• **Work instructions**
Starting at the first line of the data below, repeat each line word for word up to and including the line with "over the device.".

■ ■ ■ ■ ■

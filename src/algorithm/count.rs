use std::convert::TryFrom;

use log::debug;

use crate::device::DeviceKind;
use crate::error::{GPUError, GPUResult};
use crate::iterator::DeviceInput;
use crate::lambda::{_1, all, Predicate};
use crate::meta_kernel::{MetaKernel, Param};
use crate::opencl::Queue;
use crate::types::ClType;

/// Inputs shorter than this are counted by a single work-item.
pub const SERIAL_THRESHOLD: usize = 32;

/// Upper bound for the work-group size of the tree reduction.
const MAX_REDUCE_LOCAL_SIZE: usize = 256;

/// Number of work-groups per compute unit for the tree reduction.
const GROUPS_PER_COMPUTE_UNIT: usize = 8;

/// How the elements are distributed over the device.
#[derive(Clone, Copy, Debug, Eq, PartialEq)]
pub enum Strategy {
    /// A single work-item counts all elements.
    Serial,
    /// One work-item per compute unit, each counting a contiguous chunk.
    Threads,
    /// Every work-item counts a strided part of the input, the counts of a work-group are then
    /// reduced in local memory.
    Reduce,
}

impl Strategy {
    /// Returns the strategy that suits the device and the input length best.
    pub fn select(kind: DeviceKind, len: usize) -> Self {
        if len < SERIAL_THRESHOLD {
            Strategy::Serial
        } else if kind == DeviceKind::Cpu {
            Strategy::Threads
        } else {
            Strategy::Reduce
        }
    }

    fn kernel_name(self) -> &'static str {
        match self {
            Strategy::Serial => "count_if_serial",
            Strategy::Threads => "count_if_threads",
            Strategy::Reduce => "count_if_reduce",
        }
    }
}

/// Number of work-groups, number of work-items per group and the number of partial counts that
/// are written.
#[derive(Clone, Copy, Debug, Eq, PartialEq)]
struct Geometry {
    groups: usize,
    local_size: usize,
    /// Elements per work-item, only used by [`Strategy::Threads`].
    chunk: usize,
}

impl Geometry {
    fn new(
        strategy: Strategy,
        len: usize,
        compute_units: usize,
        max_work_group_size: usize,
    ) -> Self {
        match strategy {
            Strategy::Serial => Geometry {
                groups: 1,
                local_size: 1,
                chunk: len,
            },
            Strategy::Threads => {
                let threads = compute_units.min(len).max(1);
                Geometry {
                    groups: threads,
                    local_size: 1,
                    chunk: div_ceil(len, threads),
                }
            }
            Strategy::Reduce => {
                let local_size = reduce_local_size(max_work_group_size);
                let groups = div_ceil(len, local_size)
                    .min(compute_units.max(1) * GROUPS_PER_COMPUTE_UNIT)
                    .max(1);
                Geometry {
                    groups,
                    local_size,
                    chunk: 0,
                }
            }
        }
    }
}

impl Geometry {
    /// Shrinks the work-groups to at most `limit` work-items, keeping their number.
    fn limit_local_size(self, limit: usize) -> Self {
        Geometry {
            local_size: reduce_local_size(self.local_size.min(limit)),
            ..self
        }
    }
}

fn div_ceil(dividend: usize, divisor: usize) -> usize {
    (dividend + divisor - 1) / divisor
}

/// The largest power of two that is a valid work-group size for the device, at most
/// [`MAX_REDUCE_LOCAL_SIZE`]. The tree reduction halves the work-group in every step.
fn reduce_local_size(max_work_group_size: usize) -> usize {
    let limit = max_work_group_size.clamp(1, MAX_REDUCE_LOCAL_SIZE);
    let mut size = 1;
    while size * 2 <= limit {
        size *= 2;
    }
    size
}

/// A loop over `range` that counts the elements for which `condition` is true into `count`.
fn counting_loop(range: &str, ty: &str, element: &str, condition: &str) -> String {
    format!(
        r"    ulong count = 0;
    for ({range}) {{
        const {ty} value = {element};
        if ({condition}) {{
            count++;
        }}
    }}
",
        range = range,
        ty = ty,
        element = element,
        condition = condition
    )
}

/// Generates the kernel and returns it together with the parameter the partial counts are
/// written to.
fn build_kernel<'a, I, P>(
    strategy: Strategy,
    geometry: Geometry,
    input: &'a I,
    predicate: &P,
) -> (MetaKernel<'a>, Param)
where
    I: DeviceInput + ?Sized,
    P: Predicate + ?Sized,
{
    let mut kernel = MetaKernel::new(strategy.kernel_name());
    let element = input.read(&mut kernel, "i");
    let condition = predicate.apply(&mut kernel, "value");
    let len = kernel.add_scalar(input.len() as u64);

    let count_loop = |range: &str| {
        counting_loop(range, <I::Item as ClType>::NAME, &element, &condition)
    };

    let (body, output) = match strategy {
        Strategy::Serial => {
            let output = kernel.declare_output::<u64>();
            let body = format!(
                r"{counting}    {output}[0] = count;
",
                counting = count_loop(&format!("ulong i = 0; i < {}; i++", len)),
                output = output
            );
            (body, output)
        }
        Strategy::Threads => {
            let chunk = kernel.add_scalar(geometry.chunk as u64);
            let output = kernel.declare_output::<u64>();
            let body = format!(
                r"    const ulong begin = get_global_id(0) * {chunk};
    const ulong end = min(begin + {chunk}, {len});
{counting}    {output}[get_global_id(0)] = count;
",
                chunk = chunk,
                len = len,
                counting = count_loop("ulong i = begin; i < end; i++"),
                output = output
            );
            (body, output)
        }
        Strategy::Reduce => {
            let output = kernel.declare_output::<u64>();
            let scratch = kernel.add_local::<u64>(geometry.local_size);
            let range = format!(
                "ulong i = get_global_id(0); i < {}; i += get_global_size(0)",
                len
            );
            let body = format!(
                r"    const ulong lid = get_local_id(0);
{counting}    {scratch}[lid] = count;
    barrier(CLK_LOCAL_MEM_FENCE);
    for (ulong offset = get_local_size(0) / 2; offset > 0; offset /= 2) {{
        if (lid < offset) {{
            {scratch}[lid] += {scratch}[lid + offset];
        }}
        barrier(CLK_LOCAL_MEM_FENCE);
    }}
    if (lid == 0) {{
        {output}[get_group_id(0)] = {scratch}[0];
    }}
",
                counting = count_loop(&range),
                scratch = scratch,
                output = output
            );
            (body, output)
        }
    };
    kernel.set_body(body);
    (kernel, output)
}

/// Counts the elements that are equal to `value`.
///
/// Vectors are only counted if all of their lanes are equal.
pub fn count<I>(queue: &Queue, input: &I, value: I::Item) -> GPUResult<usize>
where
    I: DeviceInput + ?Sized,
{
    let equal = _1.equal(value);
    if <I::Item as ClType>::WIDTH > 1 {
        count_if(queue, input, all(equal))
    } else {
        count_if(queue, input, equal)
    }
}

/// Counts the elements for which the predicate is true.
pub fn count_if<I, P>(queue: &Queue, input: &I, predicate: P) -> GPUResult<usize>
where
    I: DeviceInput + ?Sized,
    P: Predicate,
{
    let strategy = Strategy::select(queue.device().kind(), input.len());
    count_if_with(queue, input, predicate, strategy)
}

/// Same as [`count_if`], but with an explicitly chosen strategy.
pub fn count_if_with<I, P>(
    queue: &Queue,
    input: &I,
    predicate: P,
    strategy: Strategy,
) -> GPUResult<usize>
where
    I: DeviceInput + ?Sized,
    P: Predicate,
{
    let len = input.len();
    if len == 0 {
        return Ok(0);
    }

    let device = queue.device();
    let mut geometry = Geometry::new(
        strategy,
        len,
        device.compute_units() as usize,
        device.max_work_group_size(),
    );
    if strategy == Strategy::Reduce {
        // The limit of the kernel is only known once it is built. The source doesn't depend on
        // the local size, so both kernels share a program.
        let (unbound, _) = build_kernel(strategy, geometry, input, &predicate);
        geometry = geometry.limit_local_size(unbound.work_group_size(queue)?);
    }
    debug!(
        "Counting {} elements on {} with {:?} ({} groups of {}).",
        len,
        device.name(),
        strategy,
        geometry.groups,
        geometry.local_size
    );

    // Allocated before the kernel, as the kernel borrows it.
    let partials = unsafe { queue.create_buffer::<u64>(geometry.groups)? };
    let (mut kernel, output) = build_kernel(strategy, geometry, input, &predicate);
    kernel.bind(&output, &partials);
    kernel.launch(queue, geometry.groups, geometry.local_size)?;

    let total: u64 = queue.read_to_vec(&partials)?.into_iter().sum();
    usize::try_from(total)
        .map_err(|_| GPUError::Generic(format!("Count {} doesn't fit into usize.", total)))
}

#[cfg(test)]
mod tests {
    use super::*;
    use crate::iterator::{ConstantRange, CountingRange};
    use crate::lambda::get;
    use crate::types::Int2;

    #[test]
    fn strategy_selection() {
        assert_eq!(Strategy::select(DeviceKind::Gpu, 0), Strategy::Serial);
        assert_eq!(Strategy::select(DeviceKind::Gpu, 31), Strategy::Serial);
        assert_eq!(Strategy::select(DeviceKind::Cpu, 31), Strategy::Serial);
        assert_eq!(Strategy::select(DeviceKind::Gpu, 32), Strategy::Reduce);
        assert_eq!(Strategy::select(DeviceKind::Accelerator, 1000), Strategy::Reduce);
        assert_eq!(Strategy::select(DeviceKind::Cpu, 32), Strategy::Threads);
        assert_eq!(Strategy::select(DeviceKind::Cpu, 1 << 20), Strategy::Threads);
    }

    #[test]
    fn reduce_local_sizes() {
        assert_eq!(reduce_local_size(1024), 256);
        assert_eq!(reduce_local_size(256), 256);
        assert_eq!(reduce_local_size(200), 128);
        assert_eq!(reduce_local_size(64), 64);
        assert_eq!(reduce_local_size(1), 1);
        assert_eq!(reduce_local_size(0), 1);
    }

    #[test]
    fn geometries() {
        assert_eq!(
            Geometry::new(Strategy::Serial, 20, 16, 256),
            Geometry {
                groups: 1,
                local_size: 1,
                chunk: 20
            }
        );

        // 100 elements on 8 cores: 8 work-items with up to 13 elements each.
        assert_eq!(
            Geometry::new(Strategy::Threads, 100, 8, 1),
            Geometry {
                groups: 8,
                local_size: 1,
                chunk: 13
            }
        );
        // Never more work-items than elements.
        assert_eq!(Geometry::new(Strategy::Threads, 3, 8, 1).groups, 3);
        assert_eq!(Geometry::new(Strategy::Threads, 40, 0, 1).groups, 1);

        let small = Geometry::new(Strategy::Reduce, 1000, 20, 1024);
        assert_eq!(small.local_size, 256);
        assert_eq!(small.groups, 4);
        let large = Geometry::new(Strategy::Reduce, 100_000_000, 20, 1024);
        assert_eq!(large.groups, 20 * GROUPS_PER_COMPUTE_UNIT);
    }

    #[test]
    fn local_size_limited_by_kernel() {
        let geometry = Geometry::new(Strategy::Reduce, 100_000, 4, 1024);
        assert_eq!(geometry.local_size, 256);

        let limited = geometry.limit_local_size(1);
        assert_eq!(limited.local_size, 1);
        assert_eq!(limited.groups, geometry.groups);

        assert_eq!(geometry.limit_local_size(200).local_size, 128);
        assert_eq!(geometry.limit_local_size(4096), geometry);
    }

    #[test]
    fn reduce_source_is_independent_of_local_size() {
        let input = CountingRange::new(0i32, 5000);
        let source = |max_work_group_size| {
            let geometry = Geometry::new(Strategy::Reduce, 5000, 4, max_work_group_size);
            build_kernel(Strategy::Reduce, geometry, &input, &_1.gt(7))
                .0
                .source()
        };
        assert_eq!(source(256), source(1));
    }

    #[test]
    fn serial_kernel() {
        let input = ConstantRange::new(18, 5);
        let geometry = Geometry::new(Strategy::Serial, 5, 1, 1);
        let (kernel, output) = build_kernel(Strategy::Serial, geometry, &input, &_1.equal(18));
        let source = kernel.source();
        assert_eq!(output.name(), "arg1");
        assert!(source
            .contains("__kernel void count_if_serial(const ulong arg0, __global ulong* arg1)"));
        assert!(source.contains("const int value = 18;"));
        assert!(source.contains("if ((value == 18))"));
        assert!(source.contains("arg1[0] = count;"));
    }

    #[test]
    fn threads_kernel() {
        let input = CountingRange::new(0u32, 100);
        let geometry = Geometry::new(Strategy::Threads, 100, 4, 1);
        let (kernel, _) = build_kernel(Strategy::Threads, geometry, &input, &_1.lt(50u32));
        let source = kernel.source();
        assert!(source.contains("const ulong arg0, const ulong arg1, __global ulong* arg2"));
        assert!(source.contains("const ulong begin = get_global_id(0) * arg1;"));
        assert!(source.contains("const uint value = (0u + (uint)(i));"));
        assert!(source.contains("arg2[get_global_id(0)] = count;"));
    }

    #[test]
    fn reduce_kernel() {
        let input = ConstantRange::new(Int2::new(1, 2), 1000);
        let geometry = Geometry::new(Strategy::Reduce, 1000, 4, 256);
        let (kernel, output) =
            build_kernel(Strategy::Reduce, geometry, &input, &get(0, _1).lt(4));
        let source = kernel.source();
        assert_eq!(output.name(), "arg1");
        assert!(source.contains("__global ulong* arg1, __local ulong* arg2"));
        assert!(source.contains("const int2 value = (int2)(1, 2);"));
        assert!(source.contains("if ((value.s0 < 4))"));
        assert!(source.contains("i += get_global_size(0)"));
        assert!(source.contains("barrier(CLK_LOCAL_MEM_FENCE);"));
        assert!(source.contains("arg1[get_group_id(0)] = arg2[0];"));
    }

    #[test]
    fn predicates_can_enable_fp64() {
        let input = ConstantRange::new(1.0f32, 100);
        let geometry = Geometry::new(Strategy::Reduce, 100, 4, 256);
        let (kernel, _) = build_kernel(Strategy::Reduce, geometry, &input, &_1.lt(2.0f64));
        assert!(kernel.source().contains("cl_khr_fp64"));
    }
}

■ ■ ■ ■ ■

• **Solution to this problem**
filename src/algorithm/count.rs
use std::convert::TryFrom;

use log::debug;

use crate::device::DeviceKind;
use crate::error::{GPUError, GPUResult};
use crate::iterator::DeviceInput;
use crate::lambda::{_1, all, Predicate};
use crate::meta_kernel::{MetaKernel, Param};
use crate::opencl::Queue;
use crate::types::ClType;

/// Inputs shorter than this are counted by a single work-item.
pub const SERIAL_THRESHOLD: usize = 32;

/// Upper bound for the work-group size of the tree reduction.
const MAX_REDUCE_LOCAL_SIZE: usize = 256;

/// Number of work-groups per compute unit for the tree reduction.
const GROUPS_PER_COMPUTE_UNIT: usize = 8;

/// How the elements are distributed over the device.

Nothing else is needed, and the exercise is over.